* _Prompt_: From the records below, please return each line that holds the word "errors".

Data for analysis Block Start

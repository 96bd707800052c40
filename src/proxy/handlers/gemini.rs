use axum::body::Body;
use axum::extract::{Json, Path, State};
use axum::http::{header, StatusCode};
use axum::response::{IntoResponse, Response};
use futures::StreamExt;
use serde_json::Value;
use tracing::info;

use crate::proxy::handlers::{errors, GuardedStream};
use crate::proxy::mappers::gemini::{self, models::GeminiRequest};
use crate::proxy::mappers::kiro::ResponseAccumulator;
use crate::proxy::mappers::Protocol;
use crate::proxy::orchestrator::{self, GatewayError};
use crate::proxy::state::AppState;
use crate::proxy::upstream::stream::event_stream;

/// `/v1/models/{model}:generateContent` arrives as one path segment; split
/// the model name from the action behind the colon.
fn split_model_action(segment: &str) -> Result<(&str, &str), GatewayError> {
    match segment.split_once(':') {
        Some((model, action)) if !model.is_empty() => Ok((model, action)),
        _ => Err(GatewayError::BadRequest(format!(
            "expected 'model:action' in path, got '{}'",
            segment
        ))),
    }
}

pub async fn handle_generate(
    State(state): State<AppState>,
    Path(model_action): Path<String>,
    Json(body): Json<Value>,
) -> Response {
    let (model, action) = match split_model_action(&model_action) {
        Ok(pair) => pair,
        Err(err) => return errors::gemini_error(&err),
    };
    let stream = match action {
        "generateContent" => false,
        "streamGenerateContent" => true,
        other => {
            return errors::gemini_error(&GatewayError::BadRequest(format!(
                "unsupported action '{}'",
                other
            )));
        }
    };

    let request: GeminiRequest = match serde_json::from_value(body) {
        Ok(r) => r,
        Err(e) => {
            return errors::gemini_error(&GatewayError::BadRequest(format!(
                "invalid request body: {}",
                e
            )));
        }
    };

    let mut flow = state.core.monitor.begin(Protocol::Gemini, model);
    let mut gateway_request = match gemini::translate_in(&request, model, stream) {
        Ok(g) => g,
        Err(reason) => {
            let err = GatewayError::BadRequest(reason);
            flow.set_error(err.kind_str());
            state.core.monitor.finish(flow, err.http_status());
            return errors::gemini_error(&err);
        }
    };
    flow.set_model_actual(&gateway_request.model);
    for note in &gateway_request.notes {
        flow.note(note.clone());
    }

    info!(
        "Gemini request | model {} -> {} | stream {} | contents {}",
        gateway_request.model_requested,
        gateway_request.model,
        stream,
        gateway_request.messages.len()
    );

    let success = match orchestrator::execute(&state, &mut gateway_request, &mut flow).await {
        Ok(s) => s,
        Err(err) => {
            flow.set_error(err.kind_str());
            state.core.monitor.finish(flow, err.http_status());
            return errors::gemini_error(&err);
        }
    };

    let orchestrator::UpstreamSuccess {
        account_id,
        first_chunk,
        rest,
        guard,
        ..
    } = success;
    let events = event_stream(first_chunk, rest);

    if stream {
        let body_stream = gemini::streaming::into_json_array_stream(
            events,
            gateway_request.model_requested.clone(),
        );
        state.core.monitor.finish(flow, 200);
        return Response::builder()
            .status(StatusCode::OK)
            .header(header::CONTENT_TYPE, "application/json")
            .header("X-Account-Id", account_id)
            .header("X-Mapped-Model", gateway_request.model)
            .body(Body::from_stream(GuardedStream::new(body_stream, guard)))
            .unwrap();
    }

    let mut events = events;
    let mut accumulator = ResponseAccumulator::new();
    while let Some(event) = events.next().await {
        match event {
            Ok(e) => accumulator.process(&e),
            Err(reason) => {
                drop(guard);
                let err = GatewayError::UpstreamUnavailable(reason);
                flow.set_error(err.kind_str());
                state.core.monitor.finish(flow, err.http_status());
                return errors::gemini_error(&err);
            }
        }
    }
    drop(guard);

    let completion = accumulator.finish();
    let response = gemini::build_response(&completion, &gateway_request.model_requested);
    flow.add_bytes_out(response.to_string().len() as u64);
    state.core.monitor.finish(flow, 200);

    (
        StatusCode::OK,
        [
            ("X-Account-Id", account_id.as_str()),
            ("X-Mapped-Model", gateway_request.model.as_str()),
        ],
        Json(response),
    )
        .into_response()
}

#[cfg(test)]
mod tests {
    use super::*;

    #[test]
    fn model_action_splitting() {
        assert_eq!(
            split_model_action("gemini-1.5-pro:generateContent").unwrap(),
            ("gemini-1.5-pro", "generateContent")
        );
        assert_eq!(
            split_model_action("auto:streamGenerateContent").unwrap(),
            ("auto", "streamGenerateContent")
        );
        assert!(split_model_action("no-action-here").is_err());
        assert!(split_model_action(":generateContent").is_err());
    }
}
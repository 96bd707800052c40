#[derive(Debug, Clone, Copy, PartialEq, Eq)]
pub enum UpstreamErrorKind {
    RateLimited,
    AuthFailed,
    LengthExceeded,
    ServerError,
    TransportError,
    ClientError,
}

impl UpstreamErrorKind {
    pub fn as_str(&self) -> &'static str {
        match self {
            UpstreamErrorKind::RateLimited => "rate_limited",
            UpstreamErrorKind::AuthFailed => "auth_failed",
            UpstreamErrorKind::LengthExceeded => "length_exceeded",
            UpstreamErrorKind::ServerError => "server_error",
            UpstreamErrorKind::TransportError => "transport_error",
            UpstreamErrorKind::ClientError => "client_error",
        }
    }
}

/// The length ceiling surfaces as a body-level error code, usually on a 400.
pub fn is_length_error(body: &str) -> bool {
    if body.contains("CONTENT_LENGTH_EXCEEDS_THRESHOLD") {
        return true;
    }
    if body.contains("Input is too long") {
        return true;
    }
    let lowered = body.to_lowercase();
    if lowered.contains("too long")
        && (lowered.contains("input") || lowered.contains("content") || lowered.contains("message"))
    {
        return true;
    }
    lowered.contains("context length") || lowered.contains("token limit")
}

pub fn classify(status: u16, body: &str) -> UpstreamErrorKind {
    match status {
        429 => UpstreamErrorKind::RateLimited,
        401 | 403 => UpstreamErrorKind::AuthFailed,
        500..=599 => UpstreamErrorKind::ServerError,
        _ if is_length_error(body) => UpstreamErrorKind::LengthExceeded,
        _ => UpstreamErrorKind::ClientError,
    }
}

/// Retry-After delays occasionally arrive in the body instead of the header.
pub fn parse_retry_delay_secs(body: &str) -> Option<u64> {
    let re = regex::Regex::new(r"(?i)(?:retry after|try again in)\s*(\d+)\s*s").ok()?;
    let caps = re.captures(body)?;
    caps[1].parse().ok()
}

#[cfg(test)]
mod tests {
    use super::*;

    #[test]
    fn status_classification() {
        assert_eq!(classify(429, ""), UpstreamErrorKind::RateLimited);
        assert_eq!(classify(401, ""), UpstreamErrorKind::AuthFailed);
        assert_eq!(classify(403, ""), UpstreamErrorKind::AuthFailed);
        assert_eq!(classify(500, ""), UpstreamErrorKind::ServerError);
        assert_eq!(classify(503, ""), UpstreamErrorKind::ServerError);
        assert_eq!(classify(404, ""), UpstreamErrorKind::ClientError);
    }

    #[test]
    fn length_error_wins_over_generic_client_error() {
        let body = r#"{"message":"CONTENT_LENGTH_EXCEEDS_THRESHOLD"}"#;
        assert_eq!(classify(400, body), UpstreamErrorKind::LengthExceeded);
        assert_eq!(classify(400, "Input is too long"), UpstreamErrorKind::LengthExceeded);
        assert_eq!(classify(400, "bad field"), UpstreamErrorKind::ClientError);
    }

    #[test]
    fn retry_delay_extraction() {
        assert_eq!(parse_retry_delay_secs("Retry after 30 seconds"), Some(30));
        assert_eq!(parse_retry_delay_secs("try again in 5s"), Some(5));
        assert_eq!(parse_retry_delay_secs("no hint here"), None);
    }
}
use serde::Serialize;
use thiserror::Error;

#[derive(Error, Debug)]
pub enum AppError {
    #[error("Network error: {0}")]
    Network(#[from] reqwest::Error),

    #[error("IO error: {0}")]
    Io(#[from] std::io::Error),

    #[error("Auth error: {0}")]
    Auth(String),

    #[error("Configuration error: {0}")]
    Config(String),

    #[error("Account error: {0}")]
    Account(String),

    #[error("Unknown error: {0}")]
    Unknown(String),
}

impl Serialize for AppError {
    fn serialize<S>(&self, serializer: S) -> Result<S::Ok, S::Error>
    where
        S: serde::Serializer,
    {
        serializer.serialize_str(self.to_string().as_str())
    }
}

pub type AppResult<T> = Result<T, AppError>;
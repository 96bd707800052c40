pub mod models;
pub mod streaming;

use serde_json::{json, Value};

use crate::proxy::mappers::kiro::{KiroCompletion, StopKind};
use crate::proxy::mappers::normalizer::{ChatMessage, ContentPart, Role};
use crate::proxy::mappers::{apply_tool_limits, model_mapping, GatewayRequest, Protocol, ToolDefinition};
use crate::proxy::session;
use models::{GeminiContent, GeminiRequest};

fn content_to_parts(content: &GeminiContent) -> Vec<ContentPart> {
    let mut parts = Vec::with_capacity(content.parts.len());
    for part in &content.parts {
        if let Some(text) = &part.text {
            if !text.is_empty() {
                parts.push(ContentPart::Text { text: text.clone() });
            }
        }
        if let Some(inline) = &part.inline_data {
            parts.push(ContentPart::Image {
                media_type: inline.mime_type.clone(),
                data: inline.data.clone(),
            });
        }
        if let Some(call) = &part.function_call {
            // Gemini pairs calls and responses by function name; the name
            // doubles as the tool-call id on both sides.
            parts.push(ContentPart::ToolUse {
                id: call.name.clone(),
                name: call.name.clone(),
                input: call.args.clone(),
            });
        }
        if let Some(response) = &part.function_response {
            parts.push(ContentPart::ToolResult {
                tool_call_id: response.name.clone(),
                content: response.response.to_string(),
                is_error: false,
            });
        }
    }
    parts
}

pub fn translate_in(
    request: &GeminiRequest,
    model_path: &str,
    stream: bool,
) -> Result<GatewayRequest, String> {
    if request.contents.is_empty() {
        return Err("'contents' must not be empty".to_string());
    }

    let mut notes = Vec::new();
    let (model, mapping_note) = model_mapping::map_model(model_path);
    if let Some(note) = mapping_note {
        notes.push(note);
    }

    let mut messages: Vec<ChatMessage> = Vec::with_capacity(request.contents.len());
    for content in &request.contents {
        let role = match content.role.as_deref() {
            Some("model") => Role::Assistant,
            // Gemini omits the role on single-turn requests.
            Some("user") | None => Role::User,
            Some(other) => return Err(format!("unknown content role '{}'", other)),
        };
        messages.push(ChatMessage {
            role,
            parts: content_to_parts(content),
        });
    }

    let mut tools: Vec<ToolDefinition> = request
        .tools
        .as_deref()
        .unwrap_or_default()
        .iter()
        .flat_map(|group| &group.function_declarations)
        .map(|decl| ToolDefinition {
            name: decl.name.clone(),
            description: decl.description.clone().unwrap_or_default(),
            input_schema: decl
                .parameters
                .clone()
                .unwrap_or(json!({"type": "object"})),
        })
        .collect();
    let web_search = apply_tool_limits(&mut tools, &mut notes);

    let mut system = request
        .system_instruction
        .as_ref()
        .map(|si| {
            si.parts
                .iter()
                .filter_map(|p| p.text.as_deref())
                .collect::<Vec<_>>()
                .join("\n")
        })
        .unwrap_or_default();

    let forced = matches!(
        request
            .tool_config
            .as_ref()
            .and_then(|c| c.get("function_calling_config").or_else(|| c.get("functionCallingConfig")))
            .and_then(|c| c.get("mode"))
            .and_then(|m| m.as_str()),
        Some("ANY")
    );
    if forced {
        if tools.is_empty() && !web_search {
            notes.push("tool_choice requires tools but none were provided".to_string());
        } else {
            let instruction = super::openai::TOOL_CHOICE_INSTRUCTION;
            system = if system.is_empty() {
                instruction.to_string()
            } else {
                format!("{}\n\n{}", system, instruction)
            };
        }
    }

    let session_id = session::session_key(None, &messages);

    Ok(GatewayRequest {
        protocol: Protocol::Gemini,
        model_requested: model_path.to_string(),
        model,
        system,
        messages,
        tools,
        web_search,
        stream,
        session_id,
        notes,
    })
}

/// Shape a complete upstream result as a `generateContent` response.
pub fn build_response(completion: &KiroCompletion, model_requested: &str) -> Value {
    let mut parts: Vec<Value> = Vec::new();
    if !completion.text.is_empty() {
        parts.push(json!({"text": completion.text}));
    }
    for tool in &completion.tool_uses {
        parts.push(json!({
            "functionCall": { "name": tool.name, "args": tool.input }
        }));
    }

    let finish_reason = match completion.stop {
        StopKind::EndTurn | StopKind::ToolUse => "STOP",
    };

    json!({
        "candidates": [{
            "content": { "parts": parts, "role": "model" },
            "finishReason": finish_reason,
            "index": 0,
        }],
        "usageMetadata": {
            "promptTokenCount": completion.input_tokens,
            "candidatesTokenCount": completion.output_tokens,
            "totalTokenCount": completion.input_tokens + completion.output_tokens,
        },
        "modelVersion": model_requested,
    })
}

#[cfg(test)]
mod tests {
    use super::*;
    use serde_json::json;

    fn decode(body: Value) -> GeminiRequest {
        serde_json::from_value(body).expect("valid request")
    }

    #[test]
    fn minimal_request_translates() {
        let req = decode(json!({
            "contents": [{"role": "user", "parts": [{"text": "ping"}]}]
        }));
        let gw = translate_in(&req, "gemini-1.5-pro", false).expect("translate");
        assert_eq!(gw.model, "claude-sonnet-4.5");
        assert_eq!(gw.model_requested, "gemini-1.5-pro");
        assert_eq!(gw.messages[0].joined_text(), "ping");
    }

    #[test]
    fn model_role_maps_to_assistant_and_function_parts_pair_by_name() {
        let req = decode(json!({
            "contents": [
                {"role": "user", "parts": [{"text": "weather in Oslo"}]},
                {"role": "model", "parts": [{"functionCall": {"name": "get_weather", "args": {"city": "Oslo"}}}]},
                {"role": "user", "parts": [{"functionResponse": {"name": "get_weather", "response": {"temp": 4}}}]}
            ]
        }));
        let gw = translate_in(&req, "auto", false).expect("translate");

        assert_eq!(gw.messages[1].role, Role::Assistant);
        assert!(matches!(
            &gw.messages[1].parts[0],
            ContentPart::ToolUse { id, name, .. } if id == "get_weather" && name == "get_weather"
        ));
        assert!(matches!(
            &gw.messages[2].parts[0],
            ContentPart::ToolResult { tool_call_id, .. } if tool_call_id == "get_weather"
        ));
    }

    #[test]
    fn system_instruction_and_tools_translate() {
        let req = decode(json!({
            "contents": [{"role": "user", "parts": [{"text": "go"}]}],
            "systemInstruction": {"parts": [{"text": "be precise"}]},
            "tools": [{"functionDeclarations": [
                {"name": "f1", "description": "first", "parameters": {"type": "object"}}
            ]}]
        }));
        let gw = translate_in(&req, "gemini-1.5-pro", true).expect("translate");
        assert_eq!(gw.system, "be precise");
        assert_eq!(gw.tools.len(), 1);
        assert!(gw.stream);
    }

    #[test]
    fn tool_config_any_injects_instruction() {
        let req = decode(json!({
            "contents": [{"role": "user", "parts": [{"text": "go"}]}],
            "tools": [{"functionDeclarations": [{"name": "f1"}]}],
            "toolConfig": {"functionCallingConfig": {"mode": "ANY"}}
        }));
        let gw = translate_in(&req, "auto", false).expect("translate");
        assert!(gw.system.contains("must answer by calling"));
    }

    #[test]
    fn response_shape() {
        let completion = KiroCompletion {
            text: "cloudy".into(),
            tool_uses: Vec::new(),
            input_tokens: 8,
            output_tokens: 4,
            stop: StopKind::EndTurn,
        };
        let out = build_response(&completion, "gemini-1.5-pro");
        assert_eq!(out["candidates"][0]["content"]["parts"][0]["text"], "cloudy");
        assert_eq!(out["candidates"][0]["content"]["role"], "model");
        assert_eq!(out["candidates"][0]["finishReason"], "STOP");
        assert_eq!(out["usageMetadata"]["totalTokenCount"], 12);
    }
}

Data for analysis Block End

* _Task output_:
use crate::proxy::handlers::{errors, GuardedStream};
        Err(err) => return errors::gemini_error(&err),
            return errors::gemini_error(&GatewayError::BadRequest(format!(
            return errors::gemini_error(&GatewayError::BadRequest(format!(
            return errors::gemini_error(&err);
            return errors::gemini_error(&err);
                return errors::gemini_error(&err);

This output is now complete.